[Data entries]

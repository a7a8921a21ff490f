//! Crime report entity.

#![allow(missing_docs)]

use std::fmt;
use std::str::FromStr;

use chrono::{DateTime, NaiveDate, NaiveTime, Utc};
use serde::{Deserialize, Deserializer, Serialize};

/// Lifecycle status of a report.
#[derive(
    Debug, Clone, Copy, Default, PartialEq, Eq, Hash, PartialOrd, Ord, Serialize, Deserialize,
)]
#[serde(rename_all = "snake_case")]
pub enum ReportStatus {
    #[default]
    Submitted,
    UnderReview,
    Investigating,
    Resolved,
    Closed,
}

impl ReportStatus {
    /// Every status, in lifecycle order.
    pub const ALL: [Self; 5] = [
        Self::Submitted,
        Self::UnderReview,
        Self::Investigating,
        Self::Resolved,
        Self::Closed,
    ];

    /// The four steps shown on a progress timeline.
    pub const TRACKED_STEPS: [Self; 4] = [
        Self::Submitted,
        Self::UnderReview,
        Self::Investigating,
        Self::Resolved,
    ];

    /// Wire name (`under_review`).
    #[must_use]
    pub const fn as_str(self) -> &'static str {
        match self {
            Self::Submitted => "submitted",
            Self::UnderReview => "under_review",
            Self::Investigating => "investigating",
            Self::Resolved => "resolved",
            Self::Closed => "closed",
        }
    }

    /// Display label (`UNDER REVIEW`).
    #[must_use]
    pub const fn label(self) -> &'static str {
        match self {
            Self::Submitted => "SUBMITTED",
            Self::UnderReview => "UNDER REVIEW",
            Self::Investigating => "INVESTIGATING",
            Self::Resolved => "RESOLVED",
            Self::Closed => "CLOSED",
        }
    }

    /// Whether no further transition is expected.
    #[must_use]
    pub const fn is_terminal(self) -> bool {
        matches!(self, Self::Resolved | Self::Closed)
    }
}

impl fmt::Display for ReportStatus {
    fn fmt(&self, f: &mut fmt::Formatter<'_>) -> fmt::Result {
        f.write_str(self.as_str())
    }
}

/// Category of the reported incident.
#[derive(Debug, Clone, Copy, PartialEq, Eq, Hash, Serialize, Deserialize)]
pub enum CrimeType {
    #[serde(rename = "Theft/Burglary")]
    TheftBurglary,
    #[serde(rename = "Assault")]
    Assault,
    #[serde(rename = "Vandalism")]
    Vandalism,
    #[serde(rename = "Drug-related")]
    DrugRelated,
    #[serde(rename = "Fraud")]
    Fraud,
    #[serde(rename = "Domestic Violence")]
    DomesticViolence,
    #[serde(rename = "Traffic Violation")]
    TrafficViolation,
    #[serde(rename = "Cyber Crime")]
    CyberCrime,
    #[serde(rename = "Other")]
    Other,
}

impl CrimeType {
    /// Every category, in the order the submission form lists them.
    pub const ALL: [Self; 9] = [
        Self::TheftBurglary,
        Self::Assault,
        Self::Vandalism,
        Self::DrugRelated,
        Self::Fraud,
        Self::DomesticViolence,
        Self::TrafficViolation,
        Self::CyberCrime,
        Self::Other,
    ];

    #[must_use]
    pub const fn as_str(self) -> &'static str {
        match self {
            Self::TheftBurglary => "Theft/Burglary",
            Self::Assault => "Assault",
            Self::Vandalism => "Vandalism",
            Self::DrugRelated => "Drug-related",
            Self::Fraud => "Fraud",
            Self::DomesticViolence => "Domestic Violence",
            Self::TrafficViolation => "Traffic Violation",
            Self::CyberCrime => "Cyber Crime",
            Self::Other => "Other",
        }
    }
}

impl fmt::Display for CrimeType {
    fn fmt(&self, f: &mut fmt::Formatter<'_>) -> fmt::Result {
        f.write_str(self.as_str())
    }
}

/// Returned when a string names no known crime type.
#[derive(Debug, Clone, PartialEq, Eq)]
pub struct UnknownCrimeType(pub String);

impl fmt::Display for UnknownCrimeType {
    fn fmt(&self, f: &mut fmt::Formatter<'_>) -> fmt::Result {
        write!(f, "unknown crime type: {}", self.0)
    }
}

impl std::error::Error for UnknownCrimeType {}

impl FromStr for CrimeType {
    type Err = UnknownCrimeType;

    fn from_str(s: &str) -> Result<Self, Self::Err> {
        Self::ALL
            .into_iter()
            .find(|t| t.as_str() == s)
            .ok_or_else(|| UnknownCrimeType(s.to_string()))
    }
}

/// One recorded status change of a report.
#[derive(Debug, Clone, PartialEq, Eq, Serialize, Deserialize)]
#[serde(rename_all = "camelCase")]
pub struct StatusUpdate {
    pub status: ReportStatus,
    pub message: String,
    pub at: DateTime<Utc>,
}

/// A submitted incident report.
#[derive(Debug, Clone, PartialEq, Eq, Serialize, Deserialize)]
#[serde(rename_all = "camelCase")]
pub struct Report {
    pub id: String,
    pub crime_type: CrimeType,
    pub incident_date: NaiveDate,
    #[serde(default, with = "incident_time")]
    pub incident_time: Option<NaiveTime>,
    pub location: String,
    pub description: String,
    #[serde(default, deserialize_with = "empty_as_none")]
    pub witnesses: Option<String>,
    #[serde(default, deserialize_with = "empty_as_none")]
    pub suspect: Option<String>,
    #[serde(default, deserialize_with = "empty_as_none")]
    pub evidence: Option<String>,
    #[serde(default)]
    pub anonymous: bool,
    #[serde(default, deserialize_with = "empty_as_none")]
    pub contact_name: Option<String>,
    #[serde(default, deserialize_with = "empty_as_none")]
    pub contact_phone: Option<String>,
    #[serde(default, deserialize_with = "empty_as_none")]
    pub contact_email: Option<String>,
    #[serde(default)]
    pub status: ReportStatus,
    pub submitted_at: DateTime<Utc>,
    /// Identity that filed the report. Never set on anonymous reports.
    #[serde(default, deserialize_with = "empty_as_none")]
    pub owner_id: Option<String>,
    /// Recorded status changes, oldest first.
    #[serde(default)]
    pub history: Vec<StatusUpdate>,
}

impl Report {
    /// Message recorded when a report enters the system.
    pub const SUBMITTED_MESSAGE: &'static str = "Report submitted successfully";

    /// Status changes to display, oldest first.
    ///
    /// Records written before history was kept only carry their submission
    /// time; for those the submission is the single known event.
    #[must_use]
    pub fn timeline(&self) -> Vec<StatusUpdate> {
        if self.history.is_empty() {
            vec![StatusUpdate {
                status: ReportStatus::Submitted,
                message: Self::SUBMITTED_MESSAGE.to_string(),
                at: self.submitted_at,
            }]
        } else {
            self.history.clone()
        }
    }

    /// Whether the report was filed by the given identity.
    #[must_use]
    pub fn is_owned_by(&self, identity_id: &str) -> bool {
        !self.anonymous && self.owner_id.as_deref() == Some(identity_id)
    }
}

/// Parse an incident time given as `HH:MM` or `HH:MM:SS`.
#[must_use]
pub fn parse_incident_time(raw: &str) -> Option<NaiveTime> {
    NaiveTime::parse_from_str(raw, "%H:%M")
        .or_else(|_| NaiveTime::parse_from_str(raw, "%H:%M:%S"))
        .ok()
}

fn empty_as_none<'de, D>(deserializer: D) -> Result<Option<String>, D::Error>
where
    D: Deserializer<'de>,
{
    let raw = Option::<String>::deserialize(deserializer)?;
    Ok(raw.filter(|s| !s.is_empty()))
}

mod incident_time {
    use chrono::{NaiveTime, Timelike};
    use serde::{Deserialize, Deserializer, Serializer, de::Error};

    #[allow(clippy::ref_option)]
    pub fn serialize<S: Serializer>(
        value: &Option<NaiveTime>,
        serializer: S,
    ) -> Result<S::Ok, S::Error> {
        match value {
            Some(time) if time.second() == 0 => {
                serializer.serialize_str(&time.format("%H:%M").to_string())
            }
            Some(time) => serializer.serialize_str(&time.format("%H:%M:%S").to_string()),
            None => serializer.serialize_none(),
        }
    }

    pub fn deserialize<'de, D: Deserializer<'de>>(
        deserializer: D,
    ) -> Result<Option<NaiveTime>, D::Error> {
        let raw = Option::<String>::deserialize(deserializer)?;
        match raw.as_deref().map(str::trim) {
            None | Some("") => Ok(None),
            Some(s) => super::parse_incident_time(s)
                .map(Some)
                .ok_or_else(|| D::Error::custom(format!("invalid incident time: {s}"))),
        }
    }
}

#[cfg(test)]
#[allow(clippy::unwrap_used)]
mod tests {
    use super::*;
    use serde_json::json;

    fn legacy_record() -> serde_json::Value {
        json!({
            "crimeType": "Theft/Burglary",
            "incidentDate": "2025-01-01",
            "incidentTime": "",
            "location": "Main St",
            "description": "x",
            "witnesses": "",
            "suspect": "",
            "evidence": "",
            "anonymous": true,
            "contactName": "",
            "contactPhone": "",
            "contactEmail": "",
            "id": "CR123456",
            "status": "submitted",
            "submittedAt": "2025-01-15T14:30:00.000Z"
        })
    }

    #[test]
    fn test_reads_records_written_by_the_browser_app() {
        let report: Report = serde_json::from_value(legacy_record()).unwrap();

        assert_eq!(report.id, "CR123456");
        assert_eq!(report.crime_type, CrimeType::TheftBurglary);
        assert_eq!(report.incident_date, NaiveDate::from_ymd_opt(2025, 1, 1).unwrap());
        assert_eq!(report.incident_time, None);
        assert_eq!(report.witnesses, None);
        assert_eq!(report.contact_email, None);
        assert_eq!(report.owner_id, None);
        assert!(report.history.is_empty());
    }

    #[test]
    fn test_incident_time_formats() {
        let mut value = legacy_record();
        value["incidentTime"] = json!("14:30");
        let report: Report = serde_json::from_value(value).unwrap();
        assert_eq!(report.incident_time, NaiveTime::from_hms_opt(14, 30, 0));

        let out = serde_json::to_value(&report).unwrap();
        assert_eq!(out["incidentTime"], json!("14:30"));

        let mut bad = legacy_record();
        bad["incidentTime"] = json!("half past two");
        assert!(serde_json::from_value::<Report>(bad).is_err());
    }

    #[test]
    fn test_status_wire_names_and_labels() {
        assert_eq!(
            serde_json::to_value(ReportStatus::UnderReview).unwrap(),
            json!("under_review")
        );
        assert_eq!(ReportStatus::UnderReview.label(), "UNDER REVIEW");
        assert_eq!(ReportStatus::Investigating.to_string(), "investigating");
    }

    #[test]
    fn test_crime_type_names() {
        for crime_type in CrimeType::ALL {
            assert_eq!(crime_type.as_str().parse::<CrimeType>().unwrap(), crime_type);
            assert_eq!(
                serde_json::to_value(crime_type).unwrap(),
                json!(crime_type.as_str())
            );
        }
        assert!("Jaywalking".parse::<CrimeType>().is_err());
        assert!("theft/burglary".parse::<CrimeType>().is_err());
    }

    #[test]
    fn test_timeline_falls_back_to_submission() {
        let report: Report = serde_json::from_value(legacy_record()).unwrap();
        let timeline = report.timeline();

        assert_eq!(timeline.len(), 1);
        assert_eq!(timeline[0].status, ReportStatus::Submitted);
        assert_eq!(timeline[0].at, report.submitted_at);
    }

    #[test]
    fn test_anonymous_reports_have_no_owner() {
        let mut report: Report = serde_json::from_value(legacy_record()).unwrap();
        report.owner_id = Some("1".to_string());
        assert!(!report.is_owned_by("1"));

        report.anonymous = false;
        assert!(report.is_owned_by("1"));
        assert!(!report.is_owned_by("2"));
    }
}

DIRECTIONS FOR THIS TASK:
What you give back should be exactly the lines of the data above from the line with "single known event." through the line with "pub fn is_owned_by(&self, identity_id: &str)", both of those included, and nothing more.

EXERCISE RESULT:
    /// time; for those the submission is the single known event.
    #[must_use]
    pub fn timeline(&self) -> Vec<StatusUpdate> {
        if self.history.is_empty() {
            vec![StatusUpdate {
                status: ReportStatus::Submitted,
                message: Self::SUBMITTED_MESSAGE.to_string(),
                at: self.submitted_at,
            }]
        } else {
            self.history.clone()
        }
    }

    /// Whether the report was filed by the given identity.
    #[must_use]
    pub fn is_owned_by(&self, identity_id: &str) -> bool {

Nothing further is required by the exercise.